Braehead pupils pioneer new nursing initiative

Councillor John Wheeler, Education Operational Delivery Convener was in safe hands at Braehead Primary School yesterday (Wednesday 15 November). 

That's becase he was in the care of pupils taking part in an innovative new project to challenge public perceptions about the nursing profession.

The pupils, in child sized versions of the national nursing uniform, have been working with Colin McNulty, a senior nurse manager with NHS Grampian, who is aiming to change perceptions of nursing by targeting children in early years of education. Although career choices come later, the perceptions of who a nurse is and what they do is formed much earlier.

Colin said: “If you look at a typical nurse costume for a child, the uniform often comes with a cape and hat, even though these haven’t been standard uniform for decades. The tools they have may be limited to a thermometer and a fob watch, suggesting nurses do little more than take temperatures or measure pulses.

“The reality of modern day nursing couldn’t be further from this but first impressions matter. If this is what very young children are learning about nursing then they may decide it is not the job for them in years to come. As a registered nurse I am passionate about promoting nursing as a modern and progressive career and challenging the gender bias that is formed from a young age”

Colin worked closely with the team at Braehead Primary School in Aberdeen, lead by Headteacher Diane Duncan, to develop resources for teachers to use in the classroom.

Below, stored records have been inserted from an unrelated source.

//! Pico W network interface
//!
//! Adapts the CYW43439 control handle and the embassy-net stack running on
//! top of it to the core `NetworkInterface` trait.

use core::net::Ipv4Addr;

use cyw43::{Control, JoinOptions, ScanOptions, ScanType};
use defmt::*;
use embassy_net::Stack;
use embassy_time::Duration;
use heapless::Vec;

use tickertape_core::traits::{LinkStatus, NetworkInterface, ScanEntry, ScanError};

/// Join status the chip reports when no access point answered
const STATUS_NO_NETWORKS: u32 = 3;

/// CYW43439 radio plus DHCP-configured IPv4 stack
pub struct PicoWifi {
    control: Control<'static>,
    stack: Stack<'static>,
    status: LinkStatus,
    /// Association succeeded; link state now comes from the stack
    joined: bool,
}

impl PicoWifi {
    pub fn new(control: Control<'static>, stack: Stack<'static>) -> Self {
        Self {
            control,
            stack,
            status: LinkStatus::Idle,
            joined: false,
        }
    }
}

impl NetworkInterface for PicoWifi {
    async fn begin_join(&mut self, ssid: &str, passphrase: &str) {
        self.status = LinkStatus::Connecting;

        let options = if passphrase.is_empty() {
            JoinOptions::new_open()
        } else {
            JoinOptions::new(passphrase.as_bytes())
        };

        match self.control.join(ssid, options).await {
            Ok(()) => {
                debug!("Associated with {}, waiting for DHCP", ssid);
                self.joined = true;
            }
            Err(e) if e.status == STATUS_NO_NETWORKS => {
                self.joined = false;
                self.status = LinkStatus::NoMatchingNetwork;
            }
            Err(e) => {
                self.joined = false;
                self.status = LinkStatus::Failed(e.status.min(u8::MAX as u32) as u8);
            }
        }
    }

    fn status(&mut self) -> LinkStatus {
        if !self.joined {
            return self.status;
        }

        self.status = if !self.stack.is_link_up() {
            match self.status {
                LinkStatus::Up | LinkStatus::Lost => LinkStatus::Lost,
                _ => LinkStatus::Connecting,
            }
        } else if self.stack.config_v4().is_some() {
            LinkStatus::Up
        } else {
            LinkStatus::Connecting
        };
        self.status
    }

    async fn disconnect(&mut self) {
        self.control.leave().await;
        self.joined = false;
        self.status = LinkStatus::Disconnected;
    }

    async fn scan<const N: usize>(
        &mut self,
        per_channel_ms: u16,
        out: &mut Vec<ScanEntry, N>,
    ) -> Result<(), ScanError> {
        out.clear();
        if N == 0 {
            return Ok(());
        }

        let mut options = ScanOptions::default();
        options.scan_type = ScanType::Passive;
        options.dwell_time = Some(Duration::from_millis(per_channel_ms as u64));

        let mut scanner = self.control.scan(options).await;
        while let Some(bss) = scanner.next().await {
            let len = (bss.ssid_len as usize).min(bss.ssid.len());
            let ssid = core::str::from_utf8(&bss.ssid[..len]).unwrap_or("");
            let entry = ScanEntry::new(ssid, bss.rssi);

            if out.is_full() {
                // Replace the weakest entry if this one is stronger
                let weakest = out
                    .iter()
                    .enumerate()
                    .min_by_key(|(_, e)| e.rssi_dbm)
                    .map(|(i, e)| (i, e.rssi_dbm));
                if let Some((index, rssi)) = weakest {
                    if entry.rssi_dbm > rssi {
                        out[index] = entry;
                    }
                }
            } else {
                let _ = out.push(entry);
            }
        }
        // Scanner dropped here, which ends the scan on the chip
        drop(scanner);

        out.sort_unstable_by(|a, b| b.rssi_dbm.cmp(&a.rssi_dbm));
        Ok(())
    }

    fn current_address(&self) -> Option<Ipv4Addr> {
        self.stack.config_v4().map(|config| config.address.address())
    }
}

Councillor Wheeler, said: “At Aberdeen City Council our ambition is to provide the best starts and best outcomes in life for our children and young people. Key components of that are an innovative approach to the curriculum and partnership working. The nursing school pilot encapsulates both of those aspects and I’d like to say well done to both Diane and her colleagues and to Colin for their hard work in bringing this about for pupils at Braehead School.”

To compliment the resources, child sized versions of the national nursing uniform have been made. NHS National Services Scotland National Procurement, with support from national uniform supplier Dimensions Clothing, organised the manufacture of the child sized tunics in Scotland by Haven PTS, who are a supported business providing employment and development opportunities to disabled people. This is the first time ever miniature versions of the national uniform have been produced.

Hayley Brooks, managing director of Dimensions said: “We are delighted to be working on such an innovative project. Not only are we passionate about great uniform, we’re passionate about people and it’s great that we can have a positive influence on our younger generation and their career choice.”

Caroline Hiscox, Acting Director of Nursing, Midwifery and Allied Health Professions, said: “This is a really exciting project. As a registered nurse I am passionate about encouraging the next generation to join the profession. By going to the beginning of young peoples’ educational journey we can show them just what they can achieve with a nursing qualification.”

Scotland’s Chief Nursing Officer, Professor Fiona McQueen, said: “This is a fabulous initiative devised and developed by NHS Grampian in partnership with NHS Lothian and local schools, to inspire the next generation of the nursing workforce. I wholeheartedly support the approach to showcase the breadth and diversity of nursing and midwifery careers. We are delighted that Dimensions are able to provide gender neutral child size tunics to challenge crucial early perceptions of what it means to be a nurse.”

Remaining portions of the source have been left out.